What is healthy life expectancy?

Healthy life expectancy (HLE) estimates the average lifespan spent in very good or good health based on self assessed general health. These estimates add a quality of life dimension to life expectancy (LE) by dividing predicted lifespan into time spent in given states of health. The Office for National Statistics (ONS) routinely publishes two types of health expectancy estimates; these are HLE and Disability-free life expectancy (DFLE). Health Expectancies (HEs), (which include HLE and DFLE) are used as high-level outcomes to contrast the health status of different populations at specific points in time and to monitor changes in population health over time; providing context to the impacts of policy changes and interventions at both national and local levels.

The figures represent a snapshot of the mortality and health status of the entire specified area population in a given time period. They are not, therefore, the number of years that a person will actually expect to live in the area in a given health state. This is because both mortality and health rates (derived from the different surveys) are likely to change in the future, and people are likely to migrate and live in different areas for part of their lives.
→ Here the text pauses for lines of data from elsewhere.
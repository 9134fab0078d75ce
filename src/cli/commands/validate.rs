//! Validate-config command implementation

use crate::config::{load_config, StorageBackend};
use clap::Args;

/// Arguments for the validate-config command
#[derive(Args, Debug)]
pub struct ValidateArgs {}

impl ValidateArgs {
    /// Execute the validate-config command
    pub async fn execute(&self, config_path: &str) -> anyhow::Result<i32> {
        println!("🔍 Validating configuration: {config_path}");
        println!();

        let config = match load_config(config_path) {
            Ok(config) => config,
            Err(e) => {
                println!("❌ Configuration is invalid");
                println!("   Error: {e}");
                return Ok(2);
            }
        };

        println!("✅ Configuration is valid");
        println!();
        println!("   Environment:    {:?}", config.environment);
        println!("   Log level:      {}", config.application.log_level);
        println!("   Artifact root:  {}", config.storage.artifact_root);
        match config.storage.backend {
            StorageBackend::Postgres => {
                let postgres = config
                    .storage
                    .postgres
                    .as_ref()
                    .expect("postgres config validated");
                println!("   Backend:        postgres ({})", postgres.safe_description());
            }
            StorageBackend::Memory => {
                println!("   Backend:        memory (sample dataset)");
            }
        }
        println!("   Clinic name:    {}", config.branding.clinic_name);

        Ok(0)
    }
}
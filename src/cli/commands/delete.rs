//! Delete command implementation

use crate::cli::commands::{build_service, load_config_or_exit};
use crate::domain::errors::ReportError;
use crate::domain::ids::{OwnerId, ReportId};
use clap::Args;
use std::str::FromStr;

/// Arguments for the delete command
#[derive(Args, Debug)]
pub struct DeleteArgs {
    /// Report id
    pub id: String,

    /// Owner of the report
    #[arg(long, default_value = "cli", env = "MEDREPORT_OWNER")]
    pub owner: String,
}

impl DeleteArgs {
    /// Execute the delete command
    pub async fn execute(&self, config_path: &str) -> anyhow::Result<i32> {
        let config = match load_config_or_exit(config_path) {
            Ok(config) => config,
            Err(code) => return Ok(code),
        };

        let id = match ReportId::from_str(&self.id) {
            Ok(id) => id,
            Err(e) => {
                println!("❌ {e}");
                return Ok(2);
            }
        };

        let owner = match OwnerId::from_str(&self.owner) {
            Ok(owner) => owner,
            Err(e) => {
                println!("❌ Invalid owner: {e}");
                return Ok(2);
            }
        };

        let service = match build_service(&config).await {
            Ok(service) => service,
            Err(code) => return Ok(code),
        };

        match service.delete(&id, &owner).await {
            Ok(()) => {
                println!("✅ Deleted report {id}");
                Ok(0)
            }
            Err(e @ (ReportError::NotFound(_) | ReportError::Forbidden(_))) => {
                println!("❌ {e}");
                Ok(4)
            }
            Err(e) => Err(e.into()),
        }
    }
}
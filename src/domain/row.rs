//! Row records
//!
//! A row record is a flat, display-ready projection of one domain entity for
//! inclusion in a report: an ordered list of field name / display value
//! pairs. Rows are produced fresh per request and are never persisted
//! independently of the rendered artifact.

/// Display value used when an optional source field is absent
pub const MISSING_VALUE: &str = "";

/// Display value used when a foreign-key reference cannot be resolved
pub const UNKNOWN_REFERENCE: &str = "Unknown";

/// One flat, display-ready record of a report
///
/// Field order is significant and must match the column schema of the
/// report type that produced the row.
#[derive(Debug, Clone, Default, PartialEq, Eq)]
pub struct RowRecord {
    fields: Vec<(String, String)>,
}

impl RowRecord {
    /// Creates an empty row
    pub fn new() -> Self {
        Self::default()
    }

    /// Creates an empty row with capacity for `n` fields
    pub fn with_capacity(n: usize) -> Self {
        Self {
            fields: Vec::with_capacity(n),
        }
    }

    /// Appends a field to the row
    pub fn push(&mut self, name: impl Into<String>, value: impl Into<String>) {
        self.fields.push((name.into(), value.into()));
    }

    /// Builder-style append
    pub fn with_field(mut self, name: impl Into<String>, value: impl Into<String>) -> Self {
        self.push(name, value);
        self
    }

    /// Looks up a field value by name
    pub fn get(&self, name: &str) -> Option<&str> {
        self.fields
            .iter()
            .find(|(field, _)| field == name)
            .map(|(_, value)| value.as_str())
    }

    /// Field names in row order
    pub fn names(&self) -> impl Iterator<Item = &str> {
        self.fields.iter().map(|(name, _)| name.as_str())
    }

    /// Field values in row order
    pub fn values(&self) -> impl Iterator<Item = &str> {
        self.fields.iter().map(|(_, value)| value.as_str())
    }

    /// Field (name, value) pairs in row order
    pub fn iter(&self) -> impl Iterator<Item = (&str, &str)> {
        self.fields
            .iter()
            .map(|(name, value)| (name.as_str(), value.as_str()))
    }

    /// Number of fields
    pub fn len(&self) -> usize {
        self.fields.len()
    }

    /// True when the row has no fields
    pub fn is_empty(&self) -> bool {
        self.fields.is_empty()
    }
}

impl<N: Into<String>, V: Into<String>> FromIterator<(N, V)> for RowRecord {
    fn from_iter<T: IntoIterator<Item = (N, V)>>(iter: T) -> Self {
        Self {
            fields: iter
                .into_iter()
                .map(|(n, v)| (n.into(), v.into()))
                .collect(),
        }
    }
}

#[cfg(test)]
mod tests {
    use super::*;

    #[test]
    fn test_push_and_get() {
        let mut row = RowRecord::new();
        row.push("id", "123");
        row.push("full_name", "Ada Lovelace");

        assert_eq!(row.get("id"), Some("123"));
        assert_eq!(row.get("full_name"), Some("Ada Lovelace"));
        assert_eq!(row.get("missing"), None);
        assert_eq!(row.len(), 2);
    }

    #[test]
    fn test_field_order_preserved() {
        let row = RowRecord::new()
            .with_field("b", "2")
            .with_field("a", "1")
            .with_field("c", "3");

        let names: Vec<&str> = row.names().collect();
        assert_eq!(names, vec!["b", "a", "c"]);
    }

    #[test]
    fn test_from_iterator() {
        let row: RowRecord = vec![("id", "1"), ("status", "active")].into_iter().collect();
        assert_eq!(row.get("status"), Some("active"));
    }
}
Therefore the HLE figures must be interpreted as an average number of years a person is expected to live in a state of ‘Good’ health, under the assumption that he\she experiences the specific population mortality and health rate in a given time period throughout his\her life.

Clinical Commissioning Groups

This short story will be the first to estimate HLE by the Clinical Commissioning Groups in England (CCG). From April 2013, the Health and Social Care Act 2012 introduced a new administrative structure for the NHS across England. Primary Care Organisations were replaced by 211 CCGs. Within each CCG, General Practitioners are held responsible for the planning and commissioning of health care services based on what they assess are needed for their populations. The individual CCGs will make decisions regarding the allocation of NHS funds at local level and setting priorities for services; including emergency, maternity, hospital, community and mental health services.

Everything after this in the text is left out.